# Task
Go through the material below and copy each line where the word "TcpListener" appears.
>>>>
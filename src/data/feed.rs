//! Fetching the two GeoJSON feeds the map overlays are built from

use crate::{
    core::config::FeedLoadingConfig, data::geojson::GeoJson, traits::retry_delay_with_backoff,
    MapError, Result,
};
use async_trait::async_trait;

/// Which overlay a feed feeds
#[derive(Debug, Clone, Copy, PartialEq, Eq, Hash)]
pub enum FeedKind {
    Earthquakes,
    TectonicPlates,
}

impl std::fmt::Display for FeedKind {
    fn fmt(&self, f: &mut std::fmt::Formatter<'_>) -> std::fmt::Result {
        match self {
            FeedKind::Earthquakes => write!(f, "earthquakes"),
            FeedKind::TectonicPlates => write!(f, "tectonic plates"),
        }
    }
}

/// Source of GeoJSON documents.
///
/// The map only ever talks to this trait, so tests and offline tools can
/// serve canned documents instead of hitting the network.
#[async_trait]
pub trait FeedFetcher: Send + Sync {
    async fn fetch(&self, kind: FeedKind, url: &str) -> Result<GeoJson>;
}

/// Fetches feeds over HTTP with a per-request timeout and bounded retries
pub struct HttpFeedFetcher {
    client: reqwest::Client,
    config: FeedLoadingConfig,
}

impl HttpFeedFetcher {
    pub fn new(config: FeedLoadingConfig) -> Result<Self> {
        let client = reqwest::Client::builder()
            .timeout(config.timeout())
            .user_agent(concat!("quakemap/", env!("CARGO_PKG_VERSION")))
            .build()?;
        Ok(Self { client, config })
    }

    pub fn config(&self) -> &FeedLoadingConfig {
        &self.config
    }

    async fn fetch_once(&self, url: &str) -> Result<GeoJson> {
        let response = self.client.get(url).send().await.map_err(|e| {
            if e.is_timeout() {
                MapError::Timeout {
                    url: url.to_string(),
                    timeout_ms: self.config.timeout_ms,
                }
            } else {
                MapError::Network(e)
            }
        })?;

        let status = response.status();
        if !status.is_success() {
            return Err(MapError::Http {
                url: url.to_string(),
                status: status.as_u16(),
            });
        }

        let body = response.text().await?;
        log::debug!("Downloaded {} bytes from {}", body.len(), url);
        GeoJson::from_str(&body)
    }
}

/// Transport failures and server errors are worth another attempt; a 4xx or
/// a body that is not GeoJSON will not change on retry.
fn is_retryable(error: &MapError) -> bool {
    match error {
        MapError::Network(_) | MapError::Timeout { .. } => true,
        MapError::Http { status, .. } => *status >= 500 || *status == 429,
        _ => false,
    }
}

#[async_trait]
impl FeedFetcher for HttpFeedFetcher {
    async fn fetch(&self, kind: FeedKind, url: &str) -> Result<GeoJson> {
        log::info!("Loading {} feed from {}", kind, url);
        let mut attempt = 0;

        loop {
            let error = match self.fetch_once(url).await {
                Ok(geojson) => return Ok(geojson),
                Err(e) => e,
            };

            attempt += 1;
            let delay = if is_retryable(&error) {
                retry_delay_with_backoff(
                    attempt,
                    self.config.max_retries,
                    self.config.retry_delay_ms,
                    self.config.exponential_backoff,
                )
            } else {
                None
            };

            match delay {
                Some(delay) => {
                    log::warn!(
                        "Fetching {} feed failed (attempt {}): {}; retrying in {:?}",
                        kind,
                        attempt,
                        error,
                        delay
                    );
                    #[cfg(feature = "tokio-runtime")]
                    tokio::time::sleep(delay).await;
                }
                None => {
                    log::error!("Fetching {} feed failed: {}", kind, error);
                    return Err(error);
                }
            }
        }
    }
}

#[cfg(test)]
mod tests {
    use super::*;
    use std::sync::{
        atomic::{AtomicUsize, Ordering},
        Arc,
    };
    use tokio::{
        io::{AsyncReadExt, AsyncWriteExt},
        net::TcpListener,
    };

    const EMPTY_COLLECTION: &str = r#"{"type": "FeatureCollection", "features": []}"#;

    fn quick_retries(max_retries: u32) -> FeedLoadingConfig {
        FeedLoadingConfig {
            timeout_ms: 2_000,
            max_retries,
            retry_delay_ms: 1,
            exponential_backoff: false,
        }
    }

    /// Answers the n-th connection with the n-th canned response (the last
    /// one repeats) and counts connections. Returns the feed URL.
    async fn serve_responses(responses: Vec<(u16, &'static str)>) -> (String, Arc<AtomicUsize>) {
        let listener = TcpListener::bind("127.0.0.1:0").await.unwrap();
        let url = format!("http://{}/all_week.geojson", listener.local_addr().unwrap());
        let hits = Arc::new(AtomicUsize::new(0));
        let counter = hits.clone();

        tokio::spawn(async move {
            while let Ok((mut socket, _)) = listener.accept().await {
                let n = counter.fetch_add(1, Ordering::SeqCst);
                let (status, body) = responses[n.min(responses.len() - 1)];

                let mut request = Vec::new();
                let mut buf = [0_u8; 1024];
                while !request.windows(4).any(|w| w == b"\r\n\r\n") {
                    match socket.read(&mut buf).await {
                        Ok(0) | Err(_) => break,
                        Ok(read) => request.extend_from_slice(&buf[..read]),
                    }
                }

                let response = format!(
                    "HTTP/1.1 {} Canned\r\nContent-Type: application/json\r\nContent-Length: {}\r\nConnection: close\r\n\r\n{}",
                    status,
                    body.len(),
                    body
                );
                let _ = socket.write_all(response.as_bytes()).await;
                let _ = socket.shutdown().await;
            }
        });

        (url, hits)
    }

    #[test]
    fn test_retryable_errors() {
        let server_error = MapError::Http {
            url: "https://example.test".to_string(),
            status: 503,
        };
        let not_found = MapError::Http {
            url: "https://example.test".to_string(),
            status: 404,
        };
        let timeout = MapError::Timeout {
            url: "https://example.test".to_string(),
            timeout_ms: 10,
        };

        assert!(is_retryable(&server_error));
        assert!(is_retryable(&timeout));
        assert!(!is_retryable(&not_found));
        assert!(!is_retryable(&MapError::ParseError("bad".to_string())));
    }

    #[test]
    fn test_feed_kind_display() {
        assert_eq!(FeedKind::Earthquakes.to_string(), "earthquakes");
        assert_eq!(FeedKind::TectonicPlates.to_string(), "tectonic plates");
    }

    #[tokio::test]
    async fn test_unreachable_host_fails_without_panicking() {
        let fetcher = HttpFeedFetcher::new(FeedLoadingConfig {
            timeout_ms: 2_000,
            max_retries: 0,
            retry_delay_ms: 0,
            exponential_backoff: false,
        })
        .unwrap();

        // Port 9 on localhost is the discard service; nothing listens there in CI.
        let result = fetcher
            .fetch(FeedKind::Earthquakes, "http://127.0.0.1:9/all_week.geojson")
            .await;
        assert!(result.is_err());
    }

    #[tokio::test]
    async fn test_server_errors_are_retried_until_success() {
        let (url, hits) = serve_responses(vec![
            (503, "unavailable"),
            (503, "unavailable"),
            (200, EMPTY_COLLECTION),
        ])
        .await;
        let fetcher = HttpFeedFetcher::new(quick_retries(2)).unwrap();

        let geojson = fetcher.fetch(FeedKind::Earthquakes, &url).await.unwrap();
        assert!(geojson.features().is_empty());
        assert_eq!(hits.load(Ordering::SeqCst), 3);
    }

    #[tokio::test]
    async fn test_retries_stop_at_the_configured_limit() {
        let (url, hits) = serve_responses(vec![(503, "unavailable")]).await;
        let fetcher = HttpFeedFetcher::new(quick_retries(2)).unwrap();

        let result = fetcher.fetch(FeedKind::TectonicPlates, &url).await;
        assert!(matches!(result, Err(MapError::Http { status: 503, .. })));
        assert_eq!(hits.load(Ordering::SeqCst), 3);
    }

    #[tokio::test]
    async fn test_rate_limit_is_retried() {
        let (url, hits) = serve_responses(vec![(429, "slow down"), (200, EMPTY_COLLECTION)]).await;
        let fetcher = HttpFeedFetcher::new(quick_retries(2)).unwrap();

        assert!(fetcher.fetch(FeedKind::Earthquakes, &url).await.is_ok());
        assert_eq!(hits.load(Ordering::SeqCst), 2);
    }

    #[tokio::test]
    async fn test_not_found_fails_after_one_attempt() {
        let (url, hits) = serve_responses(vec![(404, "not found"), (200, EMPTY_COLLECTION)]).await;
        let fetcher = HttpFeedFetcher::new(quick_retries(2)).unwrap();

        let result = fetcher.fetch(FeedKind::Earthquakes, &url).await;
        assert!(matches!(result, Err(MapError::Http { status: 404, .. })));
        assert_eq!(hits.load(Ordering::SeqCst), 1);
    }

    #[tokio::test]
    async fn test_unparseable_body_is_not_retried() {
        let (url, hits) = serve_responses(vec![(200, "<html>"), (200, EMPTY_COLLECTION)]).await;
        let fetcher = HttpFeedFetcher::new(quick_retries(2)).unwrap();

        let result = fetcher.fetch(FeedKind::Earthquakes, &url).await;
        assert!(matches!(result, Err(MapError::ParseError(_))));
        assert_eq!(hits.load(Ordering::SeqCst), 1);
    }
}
<<<<
# Output for this task
        net::TcpListener,
        let listener = TcpListener::bind("127.0.0.1:0").await.unwrap();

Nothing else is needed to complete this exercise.